Calcio
Lucca, invalida dopo l’intervento: condannati medico e clinica
Dovranno risarcire una commerciante 47enne con 230mila euro
LUCCA. Aveva un problema alla schiena e dopo un consulto con uno specialista le venne consigliato di operarsi. Il primo intervento non andò benissimo. Il secondo non migliorò la situazione. Fin dalle dimissioni dalla struttura sanitaria non riusciva a muovere la gamba sinistra. La frattura non vista di una vertebra durante la prima operazione condannò la donna, allora 38enne commerciante pistoiese, alla sedia a rotelle e a perdere la sua autonomia, dalla vita privata al lavoro. Una mutilazione permanente di quello che era il suo modo di stare al mondo.
Per la negligenza accertata da un collegio peritale, il Tribunale di Lucca ha condannato il medico, residente a San Giuliano Terme, e la casa di cura Santa Zita a Lucca, il centro in cui fu eseguito intervento in regime di convenzione, a risarcire la commerciante con oltre 230mila euro (spese legali comprese).

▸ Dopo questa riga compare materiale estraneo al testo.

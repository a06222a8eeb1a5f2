use std::path::PathBuf;
use std::sync::Arc;

use half::f16;
use sha2::{Digest, Sha256};
use tracing::{debug, info};

use crate::error::Result;
use crate::model::config::{Activation, ModelConfig};
use crate::model::gguf::{
    self, GgufMetadata, GgufParser, GgufValue, GGML_TYPE_F16, GGML_TYPE_I2_S,
};
use crate::model::weights::WeightStore;

#[derive(Debug, Clone, Copy)]
pub enum LoadPhase {
    Download,
    Parse,
    Upload,
}

#[derive(Debug, Clone)]
pub struct LoadProgress {
    pub phase: LoadPhase,
    pub loaded: u64,
    pub total: u64,
    pub fraction: f64,
}

#[derive(Default)]
pub struct LoadOptions {
    pub on_progress: Option<Box<dyn Fn(LoadProgress) + Send>>,
    pub cache_dir: Option<PathBuf>,
}


pub struct LoadResult {
    pub config: ModelConfig,
    pub weights: WeightStore,
    pub metadata: Option<GgufMetadata>,
}

/// Load a model from a URL or local path.
pub async fn load_model(
    source: &str,
    device: Arc<wgpu::Device>,
    queue: Arc<wgpu::Queue>,
    options: LoadOptions,
) -> Result<LoadResult> {
    let progress = |p: LoadProgress| {
        if let Some(ref cb) = options.on_progress {
            cb(p);
        }
    };

    progress(LoadProgress {
        phase: LoadPhase::Download,
        loaded: 0,
        total: 0,
        fraction: 0.0,
    });

    let data = fetch_model(source, &options, &progress).await?;

    progress(LoadProgress {
        phase: LoadPhase::Parse,
        loaded: 0,
        total: 1,
        fraction: 0.0,
    });

    load_gguf(&data, device, queue, &progress)
}

fn load_gguf(
    data: &[u8],
    device: Arc<wgpu::Device>,
    queue: Arc<wgpu::Queue>,
    progress: &dyn Fn(LoadProgress),
) -> Result<LoadResult> {
    let mut parser = GgufParser::new(data);
    let gguf = parser.parse()?;

    let mut config = config_from_gguf_metadata(&gguf.metadata);

    // Detect tied embeddings
    let has_output_weight = gguf.tensors.iter().any(|t| t.name == "output.weight");
    config.tie_word_embeddings = !has_output_weight;

    config.validate()?;

    debug!(
        "config: heads={}, kv_heads={}, head_dim={}, hidden={}, intermediate={}, layers={}, tied={}",
        config.num_attention_heads,
        config.num_key_value_heads,
        config.head_dim(),
        config.hidden_size,
        config.intermediate_size,
        config.num_hidden_layers,
        config.tie_word_embeddings,
    );

    let mut store = WeightStore::new(Arc::clone(&device), Arc::clone(&queue));
    let max_binding = device.limits().max_storage_buffer_binding_size;
    let total_tensors = gguf.tensors.len();

    for (i, tensor) in gguf.tensors.iter().enumerate() {
        let data_offset = gguf.tensor_data_offset + tensor.offset as usize;

        let num_elements: u64 = tensor.shape.iter().product();
        let byte_size = if tensor.tensor_type == GGML_TYPE_I2_S {
            num_elements.div_ceil(4) as usize + 32
        } else {
            let elem_size = gguf::ggml_type_size(tensor.tensor_type)?;
            (num_elements as f64 * elem_size).ceil() as usize
        };

        let tensor_data = &data[data_offset..data_offset + byte_size];
        let hf_name = remap_gguf_name(&tensor.name);

        debug!(
            "tensor: {} -> {} (type={}, {} bytes)",
            tensor.name, hf_name, tensor.tensor_type, byte_size
        );

        if tensor.tensor_type == GGML_TYPE_I2_S {
            let packed_bytes = num_elements.div_ceil(4) as usize;
            let weight_data = &tensor_data[..packed_bytes];
            store.upload_sharded(&hf_name, weight_data, max_binding);

            // Extract per-tensor scale
            let scale_bytes = &tensor_data[packed_bytes..packed_bytes + 4];
            let tensor_scale = f32::from_le_bytes(scale_bytes.try_into().unwrap());
            let out_dim = tensor.shape.get(1).copied().unwrap_or(1) as usize;
            let scale_name = hf_name.replace(".weight", ".weight_scale");
            let scale_data: Vec<u8> = std::iter::repeat_n(tensor_scale.to_le_bytes(), out_dim)
                .flatten()
                .collect();
            store.upload(&scale_name, &scale_data);
        } else if tensor.tensor_type == GGML_TYPE_F16 {
            if hf_name == "model.embed_tokens.weight" {
                // Keep embedding as F16 on GPU
                store.upload_sharded(&hf_name, tensor_data, max_binding);
            } else {
                // Convert F16 to F32
                let f32_data = convert_f16_to_f32(tensor_data, num_elements as usize);
                store.upload_sharded(&hf_name, &f32_data, max_binding);
            }
        } else {
            store.upload_sharded(&hf_name, tensor_data, max_binding);
        }

        progress(LoadProgress {
            phase: LoadPhase::Upload,
            loaded: (i + 1) as u64,
            total: total_tensors as u64,
            fraction: (i + 1) as f64 / total_tensors as f64,
        });
    }

    info!("{} tensors loaded", total_tensors);

    create_dummy_scales(&mut store, &config);

    Ok(LoadResult {
        config,
        weights: store,
        metadata: Some(gguf.metadata),
    })
}

fn convert_f16_to_f32(src: &[u8], num_elements: usize) -> Vec<u8> {
    let mut dst = vec![0u8; num_elements * 4];
    for i in 0..num_elements {
        let h = u16::from_le_bytes([src[i * 2], src[i * 2 + 1]]);
        let f = f16::from_bits(h).to_f32();
        dst[i * 4..i * 4 + 4].copy_from_slice(&f.to_le_bytes());
    }
    dst
}

fn remap_gguf_name(name: &str) -> String {
    match name {
        "token_embd.weight" => return "model.embed_tokens.weight".to_string(),
        "output_norm.weight" => return "model.norm.weight".to_string(),
        "output.weight" => return "lm_head.weight".to_string(),
        _ => {}
    }

    // Block-level tensors: blk.{i}.{component}
    if let Some(rest) = name.strip_prefix("blk.") {
        if let Some(dot_pos) = rest.find('.') {
            let layer = &rest[..dot_pos];
            let component = &rest[dot_pos + 1..];
            let prefix = format!("model.layers.{layer}");

            let mapped = match component {
                "attn_q.weight" => "self_attn.q_proj.weight",
                "attn_k.weight" => "self_attn.k_proj.weight",
                "attn_v.weight" => "self_attn.v_proj.weight",
                "attn_output.weight" => "self_attn.o_proj.weight",
                "attn_norm.weight" => "input_layernorm.weight",
                "ffn_norm.weight" => "post_attention_layernorm.weight",
                "attn_sub_norm.weight" => "self_attn.sub_norm.weight",
                "ffn_sub_norm.weight" => "mlp.sub_norm.weight",
                "ffn_up.weight" => "mlp.up_proj.weight",
                "ffn_down.weight" => "mlp.down_proj.weight",
                "ffn_gate.weight" => "mlp.gate_proj.weight",
                other => return format!("{prefix}.{other}"),
            };
            return format!("{prefix}.{mapped}");
        }
    }

    name.to_string()
}

fn config_from_gguf_metadata(metadata: &GgufMetadata) -> ModelConfig {
    let arch = metadata
        .get("general.architecture")
        .and_then(|v| v.as_str())
        .unwrap_or("bitnet")
        .to_string();

    let get = |suffix: &str| -> Option<&GgufValue> {
        metadata
            .get(&format!("{arch}.{suffix}"))
            .or_else(|| metadata.get(&format!("llama.{suffix}")))
            .or_else(|| metadata.get(&format!("bitnet.{suffix}")))
            .or_else(|| metadata.get(&format!("bitnet-25.{suffix}")))
    };

    let hidden_size = get("embedding_length")
        .and_then(|v| v.as_u32())
        .unwrap_or(2560) as usize;
    let num_layers = get("block_count")
        .and_then(|v| v.as_u32())
        .unwrap_or(30) as usize;
    let num_heads = get("attention.head_count")
        .and_then(|v| v.as_u32())
        .unwrap_or(20) as usize;
    let num_kv_heads = get("attention.head_count_kv")
        .and_then(|v| v.as_u32())
        .unwrap_or(num_heads as u32) as usize;

    let vocab_size = get("vocab_size")
        .and_then(|v| v.as_u32())
        .map(|v| v as usize)
        .or_else(|| {
            metadata
                .get("tokenizer.ggml.tokens")
                .and_then(|v| v.as_string_array())
                .map(|a| a.len())
        })
        .unwrap_or(128256);

    let intermediate_size = get("feed_forward_length")
        .and_then(|v| v.as_u32())
        .unwrap_or(6912) as usize;

    let is_official = vocab_size > 100000 || arch.contains("bitnet");

    ModelConfig {
        vocab_size,
        hidden_size,
        intermediate_size,
        num_hidden_layers: num_layers,
        num_attention_heads: num_heads,
        num_key_value_heads: num_kv_heads,
        max_position_embeddings: get("context_length")
            .and_then(|v| v.as_u32())
            .unwrap_or(4096) as usize,
        rms_norm_eps: get("attention.layer_norm_rms_epsilon")
            .and_then(|v| v.as_f32())
            .unwrap_or(1e-5),
        rope_theta: get("rope.freq_base")
            .and_then(|v| v.as_f32())
            .unwrap_or(if is_official { 500000.0 } else { 10000.0 }),
        tie_word_embeddings: false,
        activation: if is_official {
            Activation::Relu2
        } else {
            Activation::Silu
        },
    }
}

fn create_dummy_scales(store: &mut WeightStore, config: &ModelConfig) {
    let head_d = config.head_dim();

    for i in 0..config.num_hidden_layers {
        let p = format!("model.layers.{i}");
        let entries = [
            (
                format!("{p}.self_attn.q_proj.weight_scale"),
                config.num_attention_heads * head_d,
            ),
            (
                format!("{p}.self_attn.k_proj.weight_scale"),
                config.num_key_value_heads * head_d,
            ),
            (
                format!("{p}.self_attn.v_proj.weight_scale"),
                config.num_key_value_heads * head_d,
            ),
            (
                format!("{p}.self_attn.o_proj.weight_scale"),
                config.hidden_size,
            ),
            (
                format!("{p}.mlp.up_proj.weight_scale"),
                config.intermediate_size,
            ),
            (
                format!("{p}.mlp.down_proj.weight_scale"),
                config.hidden_size,
            ),
            (
                format!("{p}.mlp.gate_proj.weight_scale"),
                config.intermediate_size,
            ),
        ];

        for (name, dim) in entries {
            if !store.has(&name) {
                let data: Vec<u8> = std::iter::repeat_n(1.0f32.to_le_bytes(), dim)
                    .flatten()
                    .collect();
                store.upload(&name, &data);
            }
        }
    }

    let lm_head_scale = "lm_head.weight_scale".to_string();
    if !store.has(&lm_head_scale) {
        let data: Vec<u8> = std::iter::repeat_n(1.0f32.to_le_bytes(), config.vocab_size)
            .flatten()
            .collect();
        store.upload(&lm_head_scale, &data);
    }
}

/// Fetch model data from URL or local file, with disk caching.
async fn fetch_model(
    source: &str,
    options: &LoadOptions,
    progress: &dyn Fn(LoadProgress),
) -> Result<Vec<u8>> {
    // Local file
    if source.starts_with('/') || source.starts_with('.') || !source.contains("://") {
        let data = tokio::fs::read(source).await?;
        progress(LoadProgress {
            phase: LoadPhase::Download,
            loaded: data.len() as u64,
            total: data.len() as u64,
            fraction: 1.0,
        });
        return Ok(data);
    }

    // Check disk cache
    let cache_dir = options
        .cache_dir
        .clone()
        .or_else(|| dirs::cache_dir().map(|d| d.join(".0xbitnet")));

    if let Some(ref cache_dir) = cache_dir {
        let hash = format!("{:x}", Sha256::digest(source.as_bytes()));
        let cache_path = cache_dir.join(&hash);
        if cache_path.exists() {
            info!("Loading from cache: {}", cache_path.display());
            let data = tokio::fs::read(&cache_path).await?;
            progress(LoadProgress {
                phase: LoadPhase::Download,
                loaded: data.len() as u64,
                total: data.len() as u64,
                fraction: 1.0,
            });
            return Ok(data);
        }
    }

    // HTTP download
    info!("Downloading: {source}");
    let response = reqwest::get(source).await?;
    let total = response.content_length().unwrap_or(0);
    let bytes = response.bytes().await?;
    let data = bytes.to_vec();

    progress(LoadProgress {
        phase: LoadPhase::Download,
        loaded: data.len() as u64,
        total,
        fraction: 1.0,
    });

    // Save to cache
    if let Some(ref cache_dir) = cache_dir {
        let hash = format!("{:x}", Sha256::digest(source.as_bytes()));
        let cache_path = cache_dir.join(&hash);
        if let Err(e) = tokio::fs::create_dir_all(cache_dir).await {
            debug!("Failed to create cache dir: {e}");
        } else if let Err(e) = tokio::fs::write(&cache_path, &data).await {
            debug!("Failed to write cache: {e}");
        } else {
            info!("Cached to: {}", cache_path.display());
        }
    }

    Ok(data)
}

Un danno anche morale come sottolinea il giudice nella sentenza considerando le lesioni estetiche dovute alle operazioni e gli effetti sulla sfera intima e sessuale che da allora sono stati annullati. Non solo. L’abitazione è stata riadattata alle esigenze di una persona totalmente invalida. E anche l’auto ha subìto modifiche per permettere alla commerciante di muoversi. In più ha necessità di un’assistenza continua e ha dovuto assumere una domestica.
La donna ha una pensione di invalidità e un assegno di accompagnamento versati dall’Inps proprio per le lesioni permanenti dovute all’operazione alla schiena. L’istituto ha anche avviato le procedure per recuperare da chirurgo e casa di cura i soldi che liquida ogni mese all’assistita. Un altro fronte aperto sempre per il danno in sala operatoria da cui la paziente uscì da inconsapevole invalida per sempre.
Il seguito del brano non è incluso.